Os preceitos éticos e legais foram cumpridos, respeitando-se a Resolução 466/2012 do Conselho Nacional de Saúde. Para garantir o anonimato dos sujeitos entrevistados, seus relatos foram identificados pelas letras G, referente a gestor, P referente à profissional de saúde e F de familiar, seguido pelo número arábico de ordem de realização de entrevista. O estudo aprovado pelo Comitê de Ética em Pesquisa, com CAAE: 24906719.9.0000.0104.

Resultados

Na etapa quantitativa, analisaram-se 3.107 prontuários de crianças provenientes dos dois ambulatórios de alto risco responsáveis pelo atendimento à demanda dos trinta municípios da regional abordada. Destas, 17,4% (540) não aderiram à RMP, 26,7% (829) concluíram o acompanhamento infantil conforme o preconizado pela RMP e, 55,9% (1738) abandonaram o seguimento de alto risco.
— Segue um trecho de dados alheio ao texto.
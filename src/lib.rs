//! Freshservice ITSM tools for the Model Context Protocol.
//!
//! Exposes a fixed catalog of Freshservice operations (tickets, changes, assets,
//! requesters, departments, service items, solutions) as MCP tools. Each call is
//! validated locally, rendered into a Freshservice REST request, executed under a
//! shared concurrency and rate budget with retries, and returned as a uniform
//! result or error envelope.
//!
//! # Core Components
//!
//! - [`OperationCatalog`] - Immutable table of operation descriptors
//! - [`Dispatcher`] - Validates, renders, executes and normalizes invocations
//! - [`UpstreamClient`] - Authenticated HTTP client with backoff
//! - [`Governor`] - Concurrency pool plus rate budget shared by all calls
//! - [`FreshserviceMcpServer`] - JSON-RPC front end over stdio or HTTP
//!
//! # Quick Start
//!
//! ```rust,no_run
//! use freshservice_mcp::{AdapterConfig, Dispatcher, upstream::ReqwestTransport};
//! use serde_json::json;
//!
//! # async fn example() -> Result<(), Box<dyn std::error::Error>> {
//! let config = AdapterConfig::from_env()?;
//! let dispatcher = Dispatcher::from_config(&config, ReqwestTransport::new()?)?;
//!
//! let envelope = dispatcher
//!     .invoke("filter_tickets", json!({"status": "open", "priority": "urgent"}))
//!     .await;
//! println!("{}", envelope.to_json());
//! # Ok(())
//! # }
//! ```

pub mod catalog;
pub mod config;
pub mod dispatcher;
pub mod error;
pub mod governor;
pub mod mcp_integration;
pub mod pagination;
pub mod upstream;

pub use catalog::{OperationCatalog, OperationDescriptor};
pub use config::{AdapterConfig, Credential};
pub use dispatcher::{Dispatcher, Envelope, InvocationRequest};
pub use error::{AdapterError, AdapterResult, BuildError, ErrorKind, ValidationError};
pub use governor::Governor;
pub use mcp_integration::{FreshserviceMcpServer, McpServerInfo};
pub use upstream::UpstreamClient;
A adesão ao seguimento infantil nos ambulatórios de alto risco conforme o preconizado pela RMP está em decréscimo. A distribuição espacial das taxas evidencia que, cada vez menos, as crianças têm finalizado o acompanhamento de saúde. Um fenômeno que desperta a atenção é que apesar do decréscimo de aderência, os municípios com as maiores taxas de adesão continuam sendo aqueles com as maiores distâncias dos locais de consulta (Figura 1).

As famílias que possuem filhos estratificados como alto risco e optam por não realizar o acompanhamento infantil (grupo não adesão), possuem taxas bem distribuídas pelos 30 municípios. Porém, identificou-se aumento deste comportamento na distribuição espacial das taxas de não adesão, principalmente em cidades circunvizinhas do município sede dos ambulatórios de alto risco (Figura 1).
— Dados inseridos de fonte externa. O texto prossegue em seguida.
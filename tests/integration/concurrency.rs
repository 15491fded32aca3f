//! Governor limits across concurrent invocations, and fan-out.

use crate::common::{RecordedCall, ScriptedTransport, dispatcher, dispatcher_with, ok, status, test_config};
use freshservice_mcp::ErrorKind;
use freshservice_mcp::dispatcher::InvocationRequest;
use serde_json::json;
use std::time::Duration;

fn overlaps(a: &RecordedCall, b: &RecordedCall) -> bool {
    let (a_end, b_end) = (a.finished.unwrap(), b.finished.unwrap());
    a.started < b_end && b.started < a_end
}

fn requester(department_ids: &[u64]) -> serde_json::Value {
    json!({"requester": {
        "id": 77,
        "first_name": "Ada",
        "last_name": "Lovelace",
        "department_ids": department_ids
    }})
}

fn department(id: u64, name: &str) -> serde_json::Value {
    json!({"department": {"id": id, "name": name}})
}

#[tokio::test(start_paused = true)]
async fn test_pool_of_one_serializes_invocations() {
    let transport = ScriptedTransport::new()
        .with_latency(Duration::from_millis(100))
        .on("/tickets/1", ok(json!({"ticket": {"id": 1}})))
        .on("/tickets/2", ok(json!({"ticket": {"id": 2}})));
    let mut config = test_config();
    config.max_concurrent_requests = 1;
    let dispatcher = dispatcher_with(config, transport);

    let (first, second) = tokio::join!(
        dispatcher.invoke("get_ticket", json!({"ticket_id": 1})),
        dispatcher.invoke("get_ticket", json!({"ticket_id": 2})),
    );

    assert!(first.is_success());
    assert!(second.is_success());
    let calls = dispatcher.client().transport().calls();
    assert_eq!(calls.len(), 2);
    assert!(!overlaps(&calls[0], &calls[1]), "calls overlapped: {calls:?}");
}

#[tokio::test(start_paused = true)]
async fn test_larger_pool_allows_overlap() {
    let transport = ScriptedTransport::new()
        .with_latency(Duration::from_millis(100))
        .on("/tickets/1", ok(json!({"ticket": {"id": 1}})))
        .on("/tickets/2", ok(json!({"ticket": {"id": 2}})));
    let dispatcher = dispatcher(transport);

    tokio::join!(
        dispatcher.invoke("get_ticket", json!({"ticket_id": 1})),
        dispatcher.invoke("get_ticket", json!({"ticket_id": 2})),
    );

    let calls = dispatcher.client().transport().calls();
    assert!(overlaps(&calls[0], &calls[1]));
}

#[tokio::test(start_paused = true)]
async fn test_waiting_past_deadline_is_governor_timeout() {
    let transport = ScriptedTransport::new()
        .with_latency(Duration::from_secs(5))
        .on("/tickets/1", ok(json!({"ticket": {"id": 1}})));
    let mut config = test_config();
    config.max_concurrent_requests = 1;
    let dispatcher = dispatcher_with(config, transport);

    let (slow, starved) = tokio::join!(
        dispatcher.invoke("get_ticket", json!({"ticket_id": 1})),
        dispatcher.dispatch(
            InvocationRequest::new("get_ticket", json!({"ticket_id": 1}))
                .with_timeout(Duration::from_secs(1))
        ),
    );

    assert!(slow.is_success());
    let error = starved.as_error().expect("second invocation starves");
    assert_eq!(error.kind, ErrorKind::GovernorTimeout);
    assert!(error.retriable);
    assert_eq!(dispatcher.client().transport().call_count(), 1);
}

#[tokio::test(start_paused = true)]
async fn test_exhausted_upstream_budget_paces_next_request() {
    let transport = ScriptedTransport::new()
        .on(
            "/tickets/1",
            ok(json!({"ticket": {"id": 1}}))
                .with_header("X-Ratelimit-Total", "60")
                .with_header("X-Ratelimit-Remaining", "0"),
        );
    let mut config = test_config();
    config.rate_limit_per_minute = 60;
    let dispatcher = dispatcher_with(config, transport);

    dispatcher.invoke("get_ticket", json!({"ticket_id": 1})).await;
    dispatcher.invoke("get_ticket", json!({"ticket_id": 1})).await;

    let calls = dispatcher.client().transport().calls();
    let gap = calls[1].started - calls[0].finished.unwrap();
    assert!(gap >= Duration::from_millis(990), "paced only {gap:?}");

    let snapshot = dispatcher.client().governor().snapshot();
    assert_eq!(snapshot.upstream_total, Some(60));
    assert_eq!(snapshot.upstream_remaining, Some(0));
}

#[tokio::test(start_paused = true)]
async fn test_fan_out_resolves_departments_in_parallel() {
    let transport = ScriptedTransport::new()
        .with_latency(Duration::from_millis(50))
        .on("/requesters/77", ok(requester(&[1, 2, 3])))
        .on("/departments/1", ok(department(1, "Finance")))
        .on("/departments/2", ok(department(2, "Legal")))
        .on("/departments/3", ok(department(3, "IT")));
    let dispatcher = dispatcher(transport);

    let envelope = dispatcher
        .invoke("get_requester_by_id", json!({"requester_id": 77}))
        .await;

    let result = envelope.as_result().expect("should succeed");
    assert_eq!(result.data["first_name"], "Ada");
    let names: Vec<&str> = result.data["departments"]
        .as_array()
        .unwrap()
        .iter()
        .map(|d| d["name"].as_str().unwrap())
        .collect();
    assert_eq!(names, vec!["Finance", "Legal", "IT"]);

    let calls = dispatcher.client().transport().calls();
    assert_eq!(calls.len(), 4);
    assert_eq!(calls[0].path, "/requesters/77");
    let lookups = &calls[1..];
    assert!(overlaps(&lookups[0], &lookups[1]));
    assert!(overlaps(&lookups[1], &lookups[2]));
}

#[tokio::test(start_paused = true)]
async fn test_fan_out_reports_failed_lookup_in_place() {
    let transport = ScriptedTransport::new()
        .on("/requesters/77", ok(requester(&[1, 2])))
        .on("/departments/1", ok(department(1, "Finance")))
        .on("/departments/2", status(404));
    let dispatcher = dispatcher(transport);

    let envelope = dispatcher
        .invoke("get_requester_by_id", json!({"requester_id": 77}))
        .await;

    let result = envelope.as_result().expect("primary result survives");
    let departments = result.data["departments"].as_array().unwrap();
    assert_eq!(departments[0]["name"], "Finance");
    assert_eq!(departments[1]["id"], 2);
    assert_eq!(departments[1]["error"]["kind"], "UPSTREAM_NOT_FOUND");
    assert_eq!(departments[1]["error"]["retriable"], false);
}

#[tokio::test(start_paused = true)]
async fn test_fan_out_with_pool_of_one_never_overlaps() {
    let transport = ScriptedTransport::new()
        .with_latency(Duration::from_millis(50))
        .on("/requesters/77", ok(requester(&[1, 2, 3])))
        .on("/departments/1", ok(department(1, "Finance")))
        .on("/departments/2", ok(department(2, "Legal")))
        .on("/departments/3", ok(department(3, "IT")));
    let mut config = test_config();
    config.max_concurrent_requests = 1;
    let dispatcher = dispatcher_with(config, transport);

    let envelope = dispatcher
        .invoke("get_requester_by_id", json!({"requester_id": 77}))
        .await;

    assert!(envelope.is_success());
    let calls = dispatcher.client().transport().calls();
    for (i, a) in calls.iter().enumerate() {
        for b in &calls[i + 1..] {
            assert!(!overlaps(a, b));
        }
    }
}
As taxas de abandono são variáveis entre os municípios, mas os casos de maior incidência de abandono de seguimento foram nas cidades do entorno da sede da regional. Nota-se nos mapas a evolução destas taxas, representada com o escurecimento da cor no decorrer dos anos (Figura 1).

Figura 1
Distribuição espacial das taxas de adesão, não adesão e abandono por ano e quinquênio. Paraná, Brasil, 2021

Em relação aos dados qualitativos, foram entrevistados 28 representantes dos municípios, sendo 26 (92,8%) enfermeiros, um (3,6%) nutricionista e um (3,6%) assistente social. Sobre a função desempenhada, 20 (71,4%) eram coordenadores de saúde, sete (25%) eram enfermeiras da atenção primária ou estratégia saúde da família e uma (3,6%) era assistente social. A representante da regional de saúde era enfermeira, com cargo de chefia da divisão de saúde materno e infantil.

O grupo familiar adesão foi composto por 15 participantes, sendo 12 (80%) mães e três (20%) pais. 12 (80%) tinham companheiros e três (20%) não. Destes, 10 (66,7%) possuíam o ensino médio, três (20%) ensino superior e dois (13,3%) ensino fundamental. Neste grupo, havia familiares que residiam na cidade de funcionamento dos ambulatórios e também aqueles que moravam em municípios com mais de 100 km de distância. Os principais motivos de encaminhamento destas crianças para o alto risco foram prematuridade extrema (6; 40%) e malformação congênita (3;20%).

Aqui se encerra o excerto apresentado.